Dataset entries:
BEGIN
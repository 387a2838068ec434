//! Game state definitions and structures
//!
//! Contains all entities (vehicles, bullets, walls, power-ups), the round
//! state and the world container that the simulation driver owns.

use rand::rngs::StdRng;
use rand::SeedableRng;
use serde::{Deserialize, Serialize};

use crate::game::constants::{arena, bullet, buff, powerup, round, sim, vehicle, walls};
use crate::util::rect::Rect;
use crate::util::vec2::Vec2;

/// Which of the two combatants an entity belongs to
#[derive(Debug, Clone, Copy, PartialEq, Eq, Hash, Serialize, Deserialize)]
pub enum Side {
    One,
    Two,
}

impl Side {
    pub const BOTH: [Side; 2] = [Side::One, Side::Two];

    #[inline]
    pub fn index(self) -> usize {
        match self {
            Side::One => 0,
            Side::Two => 1,
        }
    }

    #[inline]
    pub fn opponent(self) -> Side {
        match self {
            Side::One => Side::Two,
            Side::Two => Side::One,
        }
    }

    /// Numeric tag used on the wire (1 or 2)
    pub fn tag(self) -> u8 {
        match self {
            Side::One => 1,
            Side::Two => 2,
        }
    }

    pub fn from_tag(tag: u8) -> Option<Side> {
        match tag {
            1 => Some(Side::One),
            2 => Some(Side::Two),
            _ => None,
        }
    }
}

/// Timed modifier kinds; also the kind carried by a power-up
#[derive(Debug, Clone, Copy, PartialEq, Eq, Hash, Serialize, Deserialize)]
#[serde(rename_all = "lowercase")]
pub enum BuffKind {
    /// Absorbs exactly one hit
    Shield,
    /// Shorter fire cooldown
    Rapid,
    /// Faster movement
    Speed,
}

impl BuffKind {
    pub const ALL: [BuffKind; 3] = [BuffKind::Shield, BuffKind::Rapid, BuffKind::Speed];

    #[inline]
    fn slot(self) -> usize {
        match self {
            BuffKind::Shield => 0,
            BuffKind::Rapid => 1,
            BuffKind::Speed => 2,
        }
    }
}

/// Fixed map from buff kind to expiry timestamp (simulation ms)
///
/// A missing entry and an expiry in the past both read as inactive.
#[derive(Debug, Clone, Copy, Default, PartialEq, Eq)]
pub struct Buffs {
    expires_at: [Option<u64>; 3],
}

impl Buffs {
    pub fn is_active(&self, kind: BuffKind, now_ms: u64) -> bool {
        matches!(self.expires_at[kind.slot()], Some(until) if until > now_ms)
    }

    /// Start (or restart) a buff for the full duration; durations never stack
    pub fn grant(&mut self, kind: BuffKind, now_ms: u64) {
        self.expires_at[kind.slot()] = Some(now_ms + buff::DURATION_MS);
    }

    /// End a buff immediately (shield absorbing a hit)
    pub fn consume(&mut self, kind: BuffKind) {
        self.expires_at[kind.slot()] = None;
    }

    pub fn remaining_ms(&self, kind: BuffKind, now_ms: u64) -> u64 {
        self.expires_at[kind.slot()]
            .map(|until| until.saturating_sub(now_ms))
            .unwrap_or(0)
    }

    /// Drop entries whose expiry has passed
    pub fn prune(&mut self, now_ms: u64) {
        for slot in self.expires_at.iter_mut() {
            if matches!(slot, Some(until) if *until <= now_ms) {
                *slot = None;
            }
        }
    }

    pub fn clear(&mut self) {
        self.expires_at = [None; 3];
    }
}

/// Cardinal bullet heading
#[derive(Debug, Clone, Copy, PartialEq, Eq, Serialize, Deserialize)]
pub enum Heading {
    Up,
    Down,
    Left,
    Right,
}

impl Heading {
    /// Snap an arbitrary direction to a cardinal; ties go horizontal and the
    /// zero vector fires to the right
    pub fn from_direction(direction: Vec2) -> Heading {
        if direction.x.abs() >= direction.y.abs() {
            if direction.x >= 0.0 {
                Heading::Right
            } else {
                Heading::Left
            }
        } else if direction.y >= 0.0 {
            Heading::Down
        } else {
            Heading::Up
        }
    }

    /// Unit step as integers (dx, dy)
    pub fn delta(self) -> (i32, i32) {
        match self {
            Heading::Up => (0, -1),
            Heading::Down => (0, 1),
            Heading::Left => (-1, 0),
            Heading::Right => (1, 0),
        }
    }

    pub fn from_delta(dx: i32, dy: i32) -> Option<Heading> {
        match (dx.signum(), dy.signum()) {
            (0, -1) => Some(Heading::Up),
            (0, 1) => Some(Heading::Down),
            (-1, 0) => Some(Heading::Left),
            (1, 0) => Some(Heading::Right),
            _ => None,
        }
    }

    pub fn to_vec2(self) -> Vec2 {
        let (dx, dy) = self.delta();
        Vec2::new(dx as f32, dy as f32)
    }
}

/// Player-controlled tank
#[derive(Debug, Clone)]
pub struct Vehicle {
    pub rect: Rect,
    pub side: Side,
    /// Ticks until the next shot is allowed
    pub cooldown: u32,
    /// Sign of the last non-zero movement, used to aim
    pub last_direction: Vec2,
    pub score: u32,
    /// False once destroyed, until the next round
    pub alive: bool,
    pub buffs: Buffs,
}

impl Vehicle {
    pub fn new(side: Side) -> Self {
        let (x, y) = Self::spawn_point(side);
        Self {
            rect: Rect::new(x, y, vehicle::SIZE, vehicle::SIZE),
            side,
            cooldown: 0,
            last_direction: Vec2::RIGHT,
            score: 0,
            alive: true,
            buffs: Buffs::default(),
        }
    }

    /// Top-left corner of the spawn position for a side
    pub fn spawn_point(side: Side) -> (i32, i32) {
        let y = arena::HEIGHT / 2 - vehicle::SIZE / 2;
        match side {
            Side::One => (vehicle::SPAWN_INSET, y),
            Side::Two => (arena::WIDTH - vehicle::SPAWN_INSET - vehicle::SIZE, y),
        }
    }

    /// Back to the spawn point for a new round; score and buffs carry over
    pub fn reset_for_round(&mut self) {
        let (x, y) = Self::spawn_point(self.side);
        self.rect.x = x;
        self.rect.y = y;
        self.last_direction = Vec2::RIGHT;
        self.cooldown = 0;
        self.alive = true;
    }

    #[inline]
    pub fn can_fire(&self) -> bool {
        self.cooldown == 0
    }

    #[inline]
    pub fn tick_cooldown(&mut self) {
        self.cooldown = self.cooldown.saturating_sub(1);
    }

    #[inline]
    pub fn has_buff(&self, kind: BuffKind, now_ms: u64) -> bool {
        self.buffs.is_active(kind, now_ms)
    }

    /// Add one point, saturating at the win threshold
    pub fn award_point(&mut self) {
        self.score = (self.score + 1).min(round::WIN_SCORE);
    }
}

/// Projectile
#[derive(Debug, Clone)]
pub struct Bullet {
    pub position: Vec2,
    pub heading: Heading,
    pub owner: Side,
    pub frames_alive: u32,
    pub active: bool,
}

impl Bullet {
    pub fn new(position: Vec2, heading: Heading, owner: Side) -> Self {
        Self {
            position,
            heading,
            owner,
            frames_alive: 0,
            active: true,
        }
    }

    /// Square hit box centred on the bullet
    pub fn hit_box(&self) -> Rect {
        Rect::new(
            (self.position.x - bullet::RADIUS as f32) as i32,
            (self.position.y - bullet::RADIUS as f32) as i32,
            bullet::RADIUS * 2,
            bullet::RADIUS * 2,
        )
    }

    pub fn is_out_of_bounds(&self) -> bool {
        self.position.x < 0.0
            || self.position.x > arena::WIDTH as f32
            || self.position.y < 0.0
            || self.position.y > arena::HEIGHT as f32
    }
}

/// Destructible cover block
#[derive(Debug, Clone, PartialEq, Eq)]
pub struct Wall {
    pub rect: Rect,
    pub hp: u8,
    pub max_hp: u8,
}

impl Wall {
    pub fn new(rect: Rect) -> Self {
        Self::with_hp(rect, walls::HP)
    }

    pub fn with_hp(rect: Rect, hp: u8) -> Self {
        Self {
            rect,
            hp,
            max_hp: hp.max(walls::HP),
        }
    }

    /// Apply one bullet impact; returns true when the wall is destroyed
    pub fn take_hit(&mut self) -> bool {
        self.hp = self.hp.saturating_sub(1);
        self.is_destroyed()
    }

    #[inline]
    pub fn is_destroyed(&self) -> bool {
        self.hp == 0
    }
}

/// Collectible that grants a timed buff
#[derive(Debug, Clone, PartialEq, Eq)]
pub struct PowerUp {
    pub rect: Rect,
    pub kind: BuffKind,
    /// Ticks until it disappears
    pub life: u32,
}

impl PowerUp {
    pub fn new(rect: Rect, kind: BuffKind) -> Self {
        Self {
            rect,
            kind,
            life: powerup::LIFETIME_TICKS,
        }
    }

    pub fn tick(&mut self) {
        self.life = self.life.saturating_sub(1);
    }

    #[inline]
    pub fn is_expired(&self) -> bool {
        self.life == 0
    }
}

/// Round phase
#[derive(Debug, Clone, Copy, PartialEq, Eq, Serialize, Deserialize)]
pub enum RoundPhase {
    /// Pre-round countdown; nothing moves
    Countdown,
    /// Round in progress
    Active,
    /// A vehicle was destroyed; short frozen hold
    RoundEnding,
    /// Arena regeneration pending (transient, resolved within the tick)
    Reset,
    /// A side reached the win score; waits for an explicit restart
    MatchOver { winner: Side },
}

/// Round state with its two phase timers
#[derive(Debug, Clone, Copy, PartialEq, Eq)]
pub struct RoundState {
    pub phase: RoundPhase,
    pub countdown_ticks: u32,
    pub round_end_ticks: u32,
}

impl Default for RoundState {
    fn default() -> Self {
        Self {
            phase: RoundPhase::Countdown,
            countdown_ticks: round::COUNTDOWN_TICKS,
            round_end_ticks: 0,
        }
    }
}

impl RoundState {
    /// Vehicles move, fire and bullets fly only while active
    #[inline]
    pub fn is_simulating(&self) -> bool {
        self.phase == RoundPhase::Active
    }
}

/// Complete world state owned by the simulation driver
#[derive(Debug, Clone)]
pub struct GameState {
    pub tick: u64,
    pub vehicles: [Vehicle; 2],
    pub walls: Vec<Wall>,
    pub bullets: Vec<Bullet>,
    pub powerups: Vec<PowerUp>,
    /// Ticks until the next power-up spawn attempt
    pub powerup_cooldown: u32,
    pub round: RoundState,
    pub rng: StdRng,
}

impl GameState {
    pub fn new() -> Self {
        Self::with_rng(StdRng::from_entropy())
    }

    /// Deterministic world for tests and reproducible runs
    pub fn with_seed(seed: u64) -> Self {
        Self::with_rng(StdRng::seed_from_u64(seed))
    }

    fn with_rng(rng: StdRng) -> Self {
        Self {
            tick: 0,
            vehicles: [Vehicle::new(Side::One), Vehicle::new(Side::Two)],
            walls: Vec::new(),
            bullets: Vec::new(),
            powerups: Vec::new(),
            powerup_cooldown: powerup::INITIAL_DELAY_TICKS,
            round: RoundState::default(),
            rng,
        }
    }

    /// Current simulation time in milliseconds
    #[inline]
    pub fn now_ms(&self) -> u64 {
        sim::ticks_to_ms(self.tick)
    }

    #[inline]
    pub fn vehicle(&self, side: Side) -> &Vehicle {
        &self.vehicles[side.index()]
    }

    #[inline]
    pub fn vehicle_mut(&mut self, side: Side) -> &mut Vehicle {
        &mut self.vehicles[side.index()]
    }

    pub fn scores(&self) -> [u32; 2] {
        [self.vehicles[0].score, self.vehicles[1].score]
    }

    pub fn active_bullets(&self) -> impl Iterator<Item = &Bullet> {
        self.bullets.iter().filter(|b| b.active)
    }
}

impl Default for GameState {
    fn default() -> Self {
        Self::new()
    }
}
END
## TASK TO CARRY OUT
Using the data above, print exactly the lines from the line that contains "pub fn new(rect: Rect)" through the line that contains "self.hp = self.hp.saturating_sub(1);", with both included.

## EXERCISE SOLUTION
    pub fn new(rect: Rect) -> Self {
        Self::with_hp(rect, walls::HP)
    }

    pub fn with_hp(rect: Rect, hp: u8) -> Self {
        Self {
            rect,
            hp,
            max_hp: hp.max(walls::HP),
        }
    }

    /// Apply one bullet impact; returns true when the wall is destroyed
    pub fn take_hit(&mut self) -> bool {
        self.hp = self.hp.saturating_sub(1);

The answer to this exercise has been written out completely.